O lugar da arte, segundo a artista Margarida Nunes

Em sua opinião, há lugar para a arte em Portugal? 

Se falarmos de arte do ponto de vista dos criadores, não tenho dúvidas que atravessamos uma fase de excelente produção artística – nas artes plásticas, na literatura, na música. Se falarmos dos mercados, dos incentivos e do reconhecimento dos artistas portugueses, isso levar-nos-ia a outra conversa… Continuamos a sofrer de um complexo de país menor e a Arte não é excepção.

E por onde passa o futuro da arte em geral?

Tenho para mim que toda a Arte deve ser contemporânea, no sentido que deve situar-se no seu tempo, numa perspectiva de evolução e criação constante. Se tal objectivo for cumprido, a Arte terá sempre futuro.

Então o futuro da sua arte é…?

Quero ter como certo que não abandonarei o meu percurso de estudo, de procura de maior conhecimento, a minha liberdade criativa e a fidelidade aos meus projectos. A minha arte irá onde ela me levar e a minha capacidade me permitir.

Que artista ou artistas portugueses que a inspiram particularmente?

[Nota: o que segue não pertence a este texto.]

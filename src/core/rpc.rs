//! Line-delimited JSON request loop.
//!
//! Each stdin line is one [`RpcRequest`]; each answer is one [`RpcResponse`] line
//! on stdout. A malformed line gets an error response and the loop keeps going.

use crate::core::error::TutorError;
use serde::{Deserialize, Serialize};
use std::io::{BufRead, Write};

/// Standard RPC request envelope
#[derive(Debug, Clone, Deserialize, Serialize)]
pub struct RpcRequest {
    /// Operation to perform
    pub op: String,
    #[serde(default)]
    pub params: serde_json::Value,
    /// Request ID for correlation
    #[serde(default = "default_request_id")]
    pub id: String,
}

pub fn default_request_id() -> String {
    ulid::Ulid::new().to_string()
}

#[derive(Debug, Clone, Deserialize, Serialize)]
pub struct RpcError {
    pub code: String,
    pub message: String,
}

/// Standard RPC response envelope
#[derive(Debug, Clone, Deserialize, Serialize)]
pub struct RpcResponse {
    pub id: String,
    pub success: bool,
    #[serde(skip_serializing_if = "Option::is_none")]
    pub result: Option<serde_json::Value>,
    #[serde(skip_serializing_if = "Option::is_none")]
    pub error: Option<RpcError>,
}

impl RpcResponse {
    pub fn ok(id: String, result: serde_json::Value) -> Self {
        Self {
            id,
            success: true,
            result: Some(result),
            error: None,
        }
    }

    pub fn err(id: String, err: &TutorError) -> Self {
        Self {
            id,
            success: false,
            result: None,
            error: Some(RpcError {
                code: err.code().to_string(),
                message: err.to_string(),
            }),
        }
    }
}

/// Pull a required string parameter out of `params`.
pub fn str_param<'a>(params: &'a serde_json::Value, key: &str) -> Result<&'a str, TutorError> {
    params
        .get(key)
        .and_then(|v| v.as_str())
        .ok_or_else(|| TutorError::ValidationError(format!("missing string param '{}'", key)))
}

/// Answer requests until `reader` is exhausted. Returns how many were handled.
///
/// Lines are read as raw bytes, so one line that is not UTF-8 is answered with an
/// error like any other malformed request.
pub fn serve<R, W, F>(mut reader: R, mut writer: W, mut handle: F) -> Result<usize, TutorError>
where
    R: BufRead,
    W: Write,
    F: FnMut(&RpcRequest) -> Result<serde_json::Value, TutorError>,
{
    let mut handled = 0;
    let mut buf = Vec::new();
    loop {
        buf.clear();
        if reader.read_until(b'\n', &mut buf)? == 0 {
            break;
        }
        let response = match std::str::from_utf8(&buf) {
            Ok(line) if line.trim().is_empty() => continue,
            Ok(line) => match serde_json::from_str::<RpcRequest>(line) {
                Ok(req) => {
                    tracing::debug!(op = %req.op, id = %req.id, "rpc request");
                    match handle(&req) {
                        Ok(result) => RpcResponse::ok(req.id, result),
                        Err(err) => RpcResponse::err(req.id, &err),
                    }
                }
                Err(err) => RpcResponse::err(default_request_id(), &TutorError::JsonError(err)),
            },
            Err(err) => {
                tracing::warn!(bytes = buf.len(), "rpc line is not utf-8");
                RpcResponse::err(
                    default_request_id(),
                    &TutorError::ValidationError(format!("request line is not valid UTF-8: {}", err)),
                )
            }
        };
        writeln!(writer, "{}", serde_json::to_string(&response)?)?;
        writer.flush()?;
        handled += 1;
    }
    Ok(handled)
}
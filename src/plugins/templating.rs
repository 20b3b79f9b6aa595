//! Rationale templates and turn presentation.
//!
//! Templates are plain strings with `{{ name }}` placeholders, loaded from the
//! `[templates]` table of `explanations.toml`. [`present`] turns a decided
//! [`Turn`] into the text and controls shown to the learner.

use crate::core::assets;
use crate::core::error::TutorError;
use crate::plugins::explain::{ContentExplainer, Explanation};
use crate::plugins::orchestrator::Turn;
use crate::plugins::policy::{Action, DEFAULT_READY_THRESHOLD, Evidence};
use crate::plugins::questions::QuestionView;
use regex::{Captures, Regex};
use serde::{Deserialize, Serialize};
use serde_json::{Map, Value};
use std::collections::BTreeMap;
use std::path::Path;
use std::sync::LazyLock;

pub const EXPLANATIONS_FILE: &str = "explanations.toml";

pub const DIAGNOSTIC_OPTIONS: [&str; 2] = ["Diagnostic: Yes", "Diagnostic: No"];

static PLACEHOLDER: LazyLock<Regex> = LazyLock::new(|| {
    Regex::new(r"\{\{\s*([A-Za-z_][A-Za-z0-9_]*)\s*\}\}").expect("static regex")
});

#[derive(Debug, Deserialize)]
struct ExplanationsFile {
    #[serde(default)]
    templates: BTreeMap<String, String>,
}

#[derive(Debug, Clone, Default)]
pub struct TemplateSet {
    templates: BTreeMap<String, String>,
}

impl TemplateSet {
    pub fn from_toml(raw: &str) -> Result<Self, TutorError> {
        let file: ExplanationsFile = toml::from_str(raw)?;
        Ok(Self {
            templates: file.templates,
        })
    }

    pub fn builtin() -> Result<Self, TutorError> {
        Self::from_toml(assets::EMBEDDED_EXPLANATIONS)
    }

    pub fn load(data_dir: Option<&Path>) -> Result<Self, TutorError> {
        Self::from_toml(&assets::load_data(data_dir, EXPLANATIONS_FILE)?)
    }

    pub fn keys(&self) -> impl Iterator<Item = &str> {
        self.templates.keys().map(String::as_str)
    }

    pub fn render(&self, key: &str, ctx: &Map<String, Value>) -> Result<String, TutorError> {
        self.render_optional(key, ctx)?
            .ok_or_else(|| TutorError::TemplateNotFound(key.to_string()))
    }

    /// Like [`TemplateSet::render`], but an absent template is `None`.
    pub fn render_optional(
        &self,
        key: &str,
        ctx: &Map<String, Value>,
    ) -> Result<Option<String>, TutorError> {
        Ok(self.templates.get(key).map(|tpl| fill(tpl, ctx)))
    }
}

fn fill(template: &str, ctx: &Map<String, Value>) -> String {
    PLACEHOLDER
        .replace_all(template, |caps: &Captures| {
            ctx.get(&caps[1]).map(display_value).unwrap_or_default()
        })
        .into_owned()
}

fn display_value(value: &Value) -> String {
    match value {
        Value::Null => String::new(),
        Value::String(s) => s.clone(),
        Value::Array(items) => items
            .iter()
            .map(display_value)
            .collect::<Vec<_>>()
            .join(", "),
        other => other.to_string(),
    }
}

/// What the learner sees for one turn.
#[derive(Debug, Clone, PartialEq, Eq, Serialize, Deserialize)]
pub struct Ui {
    pub rationale: String,
    pub question: Option<QuestionView>,
    pub options: Vec<String>,
    #[serde(default, skip_serializing_if = "Option::is_none")]
    pub content: Option<Explanation>,
}

/// Evidence plus resolved titles, the context every rationale template sees.
pub fn turn_context(turn: &Turn) -> Map<String, Value> {
    let mut ctx = turn.evidence.to_context();
    let next_title = turn.titles.next_title.clone().unwrap_or_default();
    let from_title = turn.titles.from_title.clone().unwrap_or_default();
    ctx.insert("skill_title".into(), Value::from(next_title.clone()));
    ctx.insert("next_title".into(), Value::from(next_title));
    ctx.insert("from_title".into(), Value::from(from_title));
    ctx.entry("threshold")
        .or_insert_with(|| Value::from(DEFAULT_READY_THRESHOLD));
    ctx.insert("confidence".into(), Value::from(turn.confidence.as_str()));
    ctx
}

pub fn present(
    turn: &Turn,
    templates: &TemplateSet,
    explainer: &dyn ContentExplainer,
) -> Result<Ui, TutorError> {
    let ctx = turn_context(turn);
    let mut ui = Ui {
        rationale: String::new(),
        question: None,
        options: Vec::new(),
        content: None,
    };

    match turn.action {
        Action::OfferDiagnostic => {
            ui.rationale = templates.render("offer_diagnostic", &ctx)?;
            ui.options = DIAGNOSTIC_OPTIONS.iter().map(|s| s.to_string()).collect();
        }
        Action::AskQuestion => {
            let mut intro = Map::new();
            intro.insert(
                "skill_title".into(),
                ctx.get("skill_title").cloned().unwrap_or_default(),
            );
            ui.rationale = match &turn.question {
                Some(_) => templates.render("ask_question_intro", &intro)?,
                None => match templates.render_optional("no_more_questions", &intro)? {
                    Some(text) => text,
                    None => templates.render("ask_question_intro", &intro)?,
                },
            };
            ui.question = turn.question.clone();
        }
        Action::ReviewPrereq => {
            let base = templates.render("review_prereq", &ctx)?;
            ui.rationale = match templates.render_optional("review_prereq_counterfactual", &ctx)? {
                Some(cf) => format!("{base} {cf}"),
                None => base,
            };
        }
        Action::Advance => {
            ui.rationale = templates.render("advance", &ctx)?;
        }
        Action::AnswerContent => {
            let topic = turn
                .titles
                .next_title
                .clone()
                .unwrap_or_else(|| "this topic".to_string());
            let skipped = matches!(
                turn.evidence,
                Evidence::ContentRequest {
                    skipped_diagnostic: true,
                    ..
                }
            );
            let mut note = Map::new();
            note.insert("topic".into(), Value::from(topic.clone()));
            ui.rationale = templates.render("answer_content_note", &note)?;
            ui.content = Some(explainer.explain(&topic, skipped)?);
        }
    }
    Ok(ui)
}
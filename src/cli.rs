//! CLI struct definitions for the tutorpath command-line interface.
//!
//! All clap-derived types live here. Dispatch lives in `lib.rs`.

use crate::plugins::{graph, state};

use clap::{Parser, Subcommand};
use std::path::PathBuf;

#[derive(Parser, Debug)]
#[clap(
    name = "tutorpath",
    version = env!("CARGO_PKG_VERSION"),
    about = "Adaptive tutoring decisions over a skill prerequisite graph",
    disable_version_flag = true
)]
pub struct Cli {
    /// Increase log verbosity (-v info, -vv debug, -vvv trace). TUTORPATH_LOG wins.
    #[clap(short, long, action = clap::ArgAction::Count, global = true)]
    pub verbose: u8,
    /// Emit logs as JSON lines on stderr.
    #[clap(long, global = true)]
    pub json_logs: bool,
    /// Project directory containing `.tutorpath/` (default: search upward from cwd).
    #[clap(long, global = true)]
    pub root: Option<PathBuf>,
    #[clap(subcommand)]
    pub command: Command,
}

#[derive(clap::Args, Debug)]
pub struct InitCli {
    /// Directory to initialize (defaults to current working directory).
    #[clap(short, long)]
    pub dir: Option<PathBuf>,
    /// Overwrite an existing config and data files.
    #[clap(long)]
    pub force: bool,
    /// State backend: 'memory' or 'sqlite'.
    #[clap(long, default_value = "sqlite")]
    pub backend: String,
}

#[derive(clap::Args, Debug)]
pub struct IngestCli {
    #[clap(long)]
    pub session: String,
    #[clap(long)]
    pub message: Option<String>,
    /// start | content_only | answer | diagnostic_yes | diagnostic_no
    #[clap(long)]
    pub action: Option<String>,
    #[clap(long)]
    pub question_id: Option<String>,
    #[clap(long)]
    pub answer: Option<String>,
    /// Output format: 'text' or 'json'.
    #[clap(long, default_value = "text")]
    pub format: String,
}

#[derive(clap::Args, Debug)]
pub struct GradeCli {
    #[clap(long)]
    pub session: String,
    #[clap(long)]
    pub question: String,
    #[clap(long)]
    pub answer: String,
}

#[derive(clap::Args, Debug)]
pub struct ResetCli {
    #[clap(long)]
    pub session: String,
}

#[derive(Subcommand, Debug)]
pub enum Command {
    /// Create `.tutorpath/` with a config and editable curriculum data
    #[clap(name = "init")]
    Init(InitCli),

    /// Send one learner event and print the next tutoring turn
    #[clap(name = "ingest")]
    Ingest(IngestCli),

    /// Grade an answer without deciding the next turn
    #[clap(name = "grade")]
    Grade(GradeCli),

    /// Delete all state for a session
    #[clap(name = "reset")]
    Reset(ResetCli),

    /// Inspect learner state
    #[clap(name = "session")]
    Session(state::SessionCli),

    /// Inspect the skill graph
    #[clap(name = "graph")]
    Graph(graph::GraphCli),

    /// Serve newline-delimited JSON requests on stdin
    #[clap(name = "rpc")]
    Rpc,

    /// Liveness check
    #[clap(name = "health")]
    Health,

    /// Describe operations and storage as JSON
    #[clap(name = "schema")]
    Schema,

    /// Show version information
    #[clap(name = "version")]
    Version,
}
//! Content explanations for `ANSWER_CONTENT` turns.
//!
//! A model-backed explainer can be plugged in behind [`ContentExplainer`]; the
//! crate ships only the deterministic [`FallbackExplainer`], which never touches
//! the network.

use crate::core::error::TutorError;
use serde::{Deserialize, Serialize};

#[derive(Debug, Clone, PartialEq, Eq, Serialize, Deserialize)]
pub struct Explanation {
    pub content_markdown: String,
    pub rationale: String,
}

pub trait ContentExplainer: Send + Sync {
    fn explain(&self, topic_title: &str, skipped_diagnostic: bool)
    -> Result<Explanation, TutorError>;
}

#[derive(Debug, Clone, Copy, Default)]
pub struct FallbackExplainer;

impl ContentExplainer for FallbackExplainer {
    fn explain(
        &self,
        topic_title: &str,
        skipped_diagnostic: bool,
    ) -> Result<Explanation, TutorError> {
        let content_markdown = format!(
            "## {topic_title}\n\n\
             A short primer on **{topic_title}**: start from a small concrete example, \
             name the operation being counted, then check how that count grows as the \
             input grows. Ask for a question on {topic_title} whenever you want to test it."
        );
        let rationale = if skipped_diagnostic {
            format!(
                "You skipped the diagnostic, so this is a general primer on {topic_title}."
            )
        } else {
            format!("You asked for an explanation of {topic_title}.")
        };
        Ok(Explanation {
            content_markdown,
            rationale,
        })
    }
}
//! Timestamp, id and envelope helpers shared by the CLI, RPC loop and audit log.

use serde_json::Value as JsonValue;
use ulid::Ulid;

/// Returns unix-epoch seconds with `Z` suffix (e.g. `1771220592Z`).
pub fn now_epoch_z() -> String {
    use std::time::{SystemTime, UNIX_EPOCH};
    let secs = SystemTime::now()
        .duration_since(UNIX_EPOCH)
        .unwrap_or_default()
        .as_secs();
    format!("{}Z", secs)
}

pub fn new_event_id() -> String {
    Ulid::new().to_string()
}

/// Response envelope printed by `--format json` commands.
///
/// Keys from `extra` are merged at the top level. `service` is always `tutorpath`.
pub fn response_envelope(op: &str, status: &str, extra: JsonValue) -> JsonValue {
    let mut base = serde_json::json!({
        "ts": now_epoch_z(),
        "event_id": new_event_id(),
        "op": op,
        "status": status,
    });
    if let (Some(base_obj), Some(extra_obj)) = (base.as_object_mut(), extra.as_object()) {
        for (k, v) in extra_obj {
            base_obj.insert(k.clone(), v.clone());
        }
        base_obj.insert("service".to_string(), JsonValue::from("tutorpath"));
    }
    base
}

Quando me pedem nomes, a minha dificuldade em responder surge por excesso e não por defeito. A Arte que se faz em Portugal tem nomes incontornáveis que fazem um trabalho fantástico e nos enchem de orgulho. Para não cometer injustiças, refiro apenas aqueles que do ponto de vista afectivo me marcaram e estimularam o meu processo de crescimento. Mário Silva, por ser dele a primeira exposição que visitei e a primeira obra de arte que adquiri. Júlio Resende… porque sim! Também os artistas populares e anónimos cujas técnicas me serviram de base e me continuam a fascinar.